• **Material provided**:
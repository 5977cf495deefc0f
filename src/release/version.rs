//! Version derivation from git state
//!
//! Computes every version string the build stamps into the package from three
//! inputs: the nearest version tag, the branch, and the commit distance.
//!
//! | Branch            | Core version                      | Prerelease label |
//! |-------------------|-----------------------------------|------------------|
//! | main / master     | tag, or patch bump after the tag  | none             |
//! | release/X.Y.Z     | from the branch name              | `beta`           |
//! | dev / develop     | minor bump                        | `alpha`          |
//! | pull request      | minor bump                        | `pr`             |
//! | anything else     | minor bump                        | branch name      |

use crate::core::error::{PipelineResult, ResultExt};
use crate::core::vcs::branch::{self, BranchKind};
use crate::core::vcs::{SystemGit, TagDescription};
use semver::Version;
use serde::Serialize;

/// Everything needed to compute a [`VersionInfo`], gathered from git
#[derive(Debug, Clone)]
pub struct VersionInput {
  /// Nearest version tag, if any
  pub tag: Option<TagDescription>,
  /// Total commits reachable from HEAD (used when there is no tag)
  pub total_commits: u64,
  pub branch: String,
  pub is_pull_request: bool,
  pub sha: String,
  /// Explicit `Major.Minor.Patch` from the command line or config file
  pub override_version: Option<Version>,
}

/// Version strings for one build. Immutable once computed.
#[derive(Debug, Clone, PartialEq, Eq, Serialize)]
pub struct VersionInfo {
  pub major_minor_patch: String,
  pub sem_ver: String,
  pub nuget_version_v2: String,
  pub assembly_sem_ver: String,
  pub assembly_sem_file_ver: String,
  pub informational_version: String,
  /// Empty for stable builds
  pub pre_release_tag: String,
  pub commits_since_version_source: u64,
  pub sha: String,
  pub branch: String,
}

impl VersionInfo {
  /// Gather inputs from the repository and derive versions
  pub fn from_git(
    git: &SystemGit,
    branch: &str,
    is_pull_request: bool,
    override_version: Option<Version>,
  ) -> PipelineResult<Self> {
    let sha = git.head_commit().context("Failed to resolve HEAD for versioning")?;
    let tag = git.describe_version_tag()?;
    let total_commits = if tag.is_some() { 0 } else { git.commit_count()? };

    let input = VersionInput {
      tag,
      total_commits,
      branch: branch.to_string(),
      is_pull_request,
      sha,
      override_version,
    };
    Ok(Self::derive(&input))
  }

  /// Pure version computation
  pub fn derive(input: &VersionInput) -> Self {
    let kind = BranchKind::classify(&input.branch);

    let parsed_tag = input
      .tag
      .as_ref()
      .and_then(|t| parse_tag(&t.tag).map(|v| (v, t.commits_since)));

    let (base, commits, base_is_release) = match parsed_tag {
      Some((version, commits)) => {
        let released = version.pre.is_empty();
        (Version::new(version.major, version.minor, version.patch), commits, released)
      }
      None => (Version::new(0, 1, 0), input.total_commits, false),
    };

    // Bumps only apply on top of a version that has actually shipped
    let minor_bump = || {
      if base_is_release {
        Version::new(base.major, base.minor.saturating_add(1), 0)
      } else {
        base.clone()
      }
    };

    let (core, label) = if input.is_pull_request {
      (minor_bump(), Some("pr".to_string()))
    } else {
      match kind {
        BranchKind::Main => {
          let core = if base_is_release && commits > 0 {
            Version::new(base.major, base.minor, base.patch.saturating_add(1))
          } else {
            base.clone()
          };
          (core, None)
        }
        BranchKind::Release => {
          let core = branch::release_branch_version(&input.branch).unwrap_or_else(minor_bump);
          (core, Some("beta".to_string()))
        }
        BranchKind::Develop => (minor_bump(), Some("alpha".to_string())),
        BranchKind::Other => {
          let label = sanitize_label(branch::normalize(&input.branch));
          let label = if label.is_empty() || label == "HEAD" {
            "ci".to_string()
          } else {
            label
          };
          (minor_bump(), Some(label))
        }
      }
    };

    let core = input.override_version.clone().unwrap_or(core);
    let mmp = format!("{}.{}.{}", core.major, core.minor, core.patch);

    let (pre_release_tag, sem_ver, nuget_version_v2) = match &label {
      Some(label) => (
        format!("{}.{}", label, commits),
        format!("{}-{}.{}", mmp, label, commits),
        format!("{}-{}{:04}", mmp, label, commits),
      ),
      None => (String::new(), mmp.clone(), mmp.clone()),
    };

    let assembly = format!("{}.0", mmp);
    let informational_version = format!(
      "{}+Branch.{}.Sha.{}",
      sem_ver,
      sanitize_label(branch::normalize(&input.branch)),
      input.sha
    );

    Self {
      major_minor_patch: mmp,
      sem_ver,
      nuget_version_v2,
      assembly_sem_ver: assembly.clone(),
      assembly_sem_file_ver: assembly,
      informational_version,
      pre_release_tag,
      commits_since_version_source: commits,
      sha: input.sha.clone(),
      branch: input.branch.clone(),
    }
  }

  /// Whether this build produces a prerelease
  pub fn is_prerelease(&self) -> bool {
    !self.pre_release_tag.is_empty()
  }
}

/// Parse a tag as semver, tolerating a leading `v`
fn parse_tag(tag: &str) -> Option<Version> {
  Version::parse(tag.trim_start_matches(['v', 'V'])).ok()
}

/// Keep `[0-9A-Za-z-]`, replacing everything else with `-`
pub fn sanitize_label(text: &str) -> String {
  let replaced: String = text
    .chars()
    .map(|c| if c.is_ascii_alphanumeric() || c == '-' { c } else { '-' })
    .collect();
  replaced.trim_matches('-').to_string()
}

• **Task details**:
In the entries above, how many lines include the word "Option"? Only the number should be given.

• **Output for this task**:
4